(Records from a data source)
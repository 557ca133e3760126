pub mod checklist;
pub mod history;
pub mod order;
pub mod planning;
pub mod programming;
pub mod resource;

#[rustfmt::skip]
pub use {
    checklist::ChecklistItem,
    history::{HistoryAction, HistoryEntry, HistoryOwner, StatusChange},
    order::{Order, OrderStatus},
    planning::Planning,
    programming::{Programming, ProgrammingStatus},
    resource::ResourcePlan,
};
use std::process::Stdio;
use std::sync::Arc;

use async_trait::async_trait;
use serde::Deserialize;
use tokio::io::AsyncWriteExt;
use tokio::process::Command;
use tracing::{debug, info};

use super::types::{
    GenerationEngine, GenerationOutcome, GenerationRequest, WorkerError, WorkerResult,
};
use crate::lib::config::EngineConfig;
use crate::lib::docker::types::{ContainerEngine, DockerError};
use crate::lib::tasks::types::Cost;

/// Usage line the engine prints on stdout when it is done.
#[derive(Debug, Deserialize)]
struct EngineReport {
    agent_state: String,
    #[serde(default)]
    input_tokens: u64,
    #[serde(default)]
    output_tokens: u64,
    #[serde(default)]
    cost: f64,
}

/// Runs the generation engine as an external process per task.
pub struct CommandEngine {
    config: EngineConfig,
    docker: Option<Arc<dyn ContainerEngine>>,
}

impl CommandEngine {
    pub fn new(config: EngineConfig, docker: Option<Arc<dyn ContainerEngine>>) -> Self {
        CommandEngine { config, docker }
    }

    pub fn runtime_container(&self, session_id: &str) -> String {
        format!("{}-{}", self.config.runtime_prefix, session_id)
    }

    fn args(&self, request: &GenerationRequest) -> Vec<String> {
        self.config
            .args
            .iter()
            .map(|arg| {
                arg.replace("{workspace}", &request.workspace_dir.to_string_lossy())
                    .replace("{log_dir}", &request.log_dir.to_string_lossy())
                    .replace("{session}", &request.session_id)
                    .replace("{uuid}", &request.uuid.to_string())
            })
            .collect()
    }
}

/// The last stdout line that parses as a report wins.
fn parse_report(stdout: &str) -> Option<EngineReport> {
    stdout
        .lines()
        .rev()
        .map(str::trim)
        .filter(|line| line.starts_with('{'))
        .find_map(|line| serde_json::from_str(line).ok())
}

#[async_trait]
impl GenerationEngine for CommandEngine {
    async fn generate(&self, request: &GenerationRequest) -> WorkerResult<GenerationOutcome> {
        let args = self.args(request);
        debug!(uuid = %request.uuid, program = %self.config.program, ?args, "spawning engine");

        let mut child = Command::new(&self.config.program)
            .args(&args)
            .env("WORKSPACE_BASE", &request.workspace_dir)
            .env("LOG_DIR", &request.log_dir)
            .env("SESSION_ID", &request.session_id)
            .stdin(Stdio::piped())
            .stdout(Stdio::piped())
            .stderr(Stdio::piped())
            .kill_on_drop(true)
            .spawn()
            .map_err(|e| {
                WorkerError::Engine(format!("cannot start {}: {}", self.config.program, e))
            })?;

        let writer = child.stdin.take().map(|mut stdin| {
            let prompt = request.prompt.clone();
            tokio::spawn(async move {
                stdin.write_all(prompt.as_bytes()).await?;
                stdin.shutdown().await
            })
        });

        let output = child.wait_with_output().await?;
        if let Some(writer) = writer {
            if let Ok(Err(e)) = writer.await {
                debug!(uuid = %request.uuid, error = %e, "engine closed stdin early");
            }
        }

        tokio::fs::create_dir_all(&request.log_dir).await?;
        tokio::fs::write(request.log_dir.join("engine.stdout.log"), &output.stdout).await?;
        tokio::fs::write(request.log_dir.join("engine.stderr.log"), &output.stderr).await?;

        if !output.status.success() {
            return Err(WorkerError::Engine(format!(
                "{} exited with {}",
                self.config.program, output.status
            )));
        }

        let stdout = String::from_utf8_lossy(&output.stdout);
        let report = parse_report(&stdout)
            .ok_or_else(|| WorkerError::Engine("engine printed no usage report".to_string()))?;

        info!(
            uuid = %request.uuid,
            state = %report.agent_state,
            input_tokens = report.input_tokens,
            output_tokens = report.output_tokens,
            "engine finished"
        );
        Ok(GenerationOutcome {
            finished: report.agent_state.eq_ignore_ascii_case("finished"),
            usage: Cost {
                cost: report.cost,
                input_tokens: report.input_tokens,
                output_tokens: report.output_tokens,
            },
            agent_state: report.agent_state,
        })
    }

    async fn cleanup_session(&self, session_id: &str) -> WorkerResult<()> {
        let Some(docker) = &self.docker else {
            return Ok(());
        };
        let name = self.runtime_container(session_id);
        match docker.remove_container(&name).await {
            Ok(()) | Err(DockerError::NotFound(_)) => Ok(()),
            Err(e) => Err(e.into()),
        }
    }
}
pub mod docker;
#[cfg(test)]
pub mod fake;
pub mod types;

Try it - Each entry must be reproduced verbatim.

Written solution -
repository 557ca133e3760126
pub mod checklist;
pub mod history;
pub mod order;
pub mod planning;
pub mod programming;
pub mod resource;

#[rustfmt::skip]
pub use {
    checklist::ChecklistItem,
    history::{HistoryAction, HistoryEntry, HistoryOwner, StatusChange},
    order::{Order, OrderStatus},
    planning::Planning,
    programming::{Programming, ProgrammingStatus},
    resource::ResourcePlan,
};
use std::process::Stdio;
use std::sync::Arc;

use async_trait::async_trait;
use serde::Deserialize;
use tokio::io::AsyncWriteExt;
use tokio::process::Command;
use tracing::{debug, info};

use super::types::{
    GenerationEngine, GenerationOutcome, GenerationRequest, WorkerError, WorkerResult,
};
use crate::lib::config::EngineConfig;
use crate::lib::docker::types::{ContainerEngine, DockerError};
use crate::lib::tasks::types::Cost;

/// Usage line the engine prints on stdout when it is done.
#[derive(Debug, Deserialize)]
struct EngineReport {
    agent_state: String,
    #[serde(default)]
    input_tokens: u64,
    #[serde(default)]
    output_tokens: u64,
    #[serde(default)]
    cost: f64,
}

/// Runs the generation engine as an external process per task.
pub struct CommandEngine {
    config: EngineConfig,
    docker: Option<Arc<dyn ContainerEngine>>,
}

impl CommandEngine {
    pub fn new(config: EngineConfig, docker: Option<Arc<dyn ContainerEngine>>) -> Self {
        CommandEngine { config, docker }
    }

    pub fn runtime_container(&self, session_id: &str) -> String {
        format!("{}-{}", self.config.runtime_prefix, session_id)
    }

    fn args(&self, request: &GenerationRequest) -> Vec<String> {
        self.config
            .args
            .iter()
            .map(|arg| {
                arg.replace("{workspace}", &request.workspace_dir.to_string_lossy())
                    .replace("{log_dir}", &request.log_dir.to_string_lossy())
                    .replace("{session}", &request.session_id)
                    .replace("{uuid}", &request.uuid.to_string())
            })
            .collect()
    }
}

/// The last stdout line that parses as a report wins.
fn parse_report(stdout: &str) -> Option<EngineReport> {
    stdout
        .lines()
        .rev()
        .map(str::trim)
        .filter(|line| line.starts_with('{'))
        .find_map(|line| serde_json::from_str(line).ok())
}

#[async_trait]
impl GenerationEngine for CommandEngine {
    async fn generate(&self, request: &GenerationRequest) -> WorkerResult<GenerationOutcome> {
        let args = self.args(request);
        debug!(uuid = %request.uuid, program = %self.config.program, ?args, "spawning engine");

        let mut child = Command::new(&self.config.program)
            .args(&args)
            .env("WORKSPACE_BASE", &request.workspace_dir)
            .env("LOG_DIR", &request.log_dir)
            .env("SESSION_ID", &request.session_id)
            .stdin(Stdio::piped())
            .stdout(Stdio::piped())
            .stderr(Stdio::piped())
            .kill_on_drop(true)
            .spawn()
            .map_err(|e| {
                WorkerError::Engine(format!("cannot start {}: {}", self.config.program, e))
            })?;

        let writer = child.stdin.take().map(|mut stdin| {
            let prompt = request.prompt.clone();
            tokio::spawn(async move {
                stdin.write_all(prompt.as_bytes()).await?;
                stdin.shutdown().await
            })
        });

        let output = child.wait_with_output().await?;
        if let Some(writer) = writer {
            if let Ok(Err(e)) = writer.await {
                debug!(uuid = %request.uuid, error = %e, "engine closed stdin early");
            }
        }

        tokio::fs::create_dir_all(&request.log_dir).await?;
        tokio::fs::write(request.log_dir.join("engine.stdout.log"), &output.stdout).await?;
        tokio::fs::write(request.log_dir.join("engine.stderr.log"), &output.stderr).await?;

        if !output.status.success() {
            return Err(WorkerError::Engine(format!(
                "{} exited with {}",
                self.config.program, output.status
            )));
        }

        let stdout = String::from_utf8_lossy(&output.stdout);
        let report = parse_report(&stdout)
            .ok_or_else(|| WorkerError::Engine("engine printed no usage report".to_string()))?;

        info!(
            uuid = %request.uuid,
            state = %report.agent_state,
            input_tokens = report.input_tokens,
            output_tokens = report.output_tokens,
            "engine finished"
        );
        Ok(GenerationOutcome {
            finished: report.agent_state.eq_ignore_ascii_case("finished"),
            usage: Cost {
                cost: report.cost,
                input_tokens: report.input_tokens,
                output_tokens: report.output_tokens,
            },
            agent_state: report.agent_state,
        })
    }

    async fn cleanup_session(&self, session_id: &str) -> WorkerResult<()> {
        let Some(docker) = &self.docker else {
            return Ok(());
        };
        let name = self.runtime_container(session_id);
        match docker.remove_container(&name).await {
            Ok(()) | Err(DockerError::NotFound(_)) => Ok(()),
            Err(e) => Err(e.into()),
        }
    }
}
pub mod docker;
#[cfg(test)]
pub mod fake;
pub mod types;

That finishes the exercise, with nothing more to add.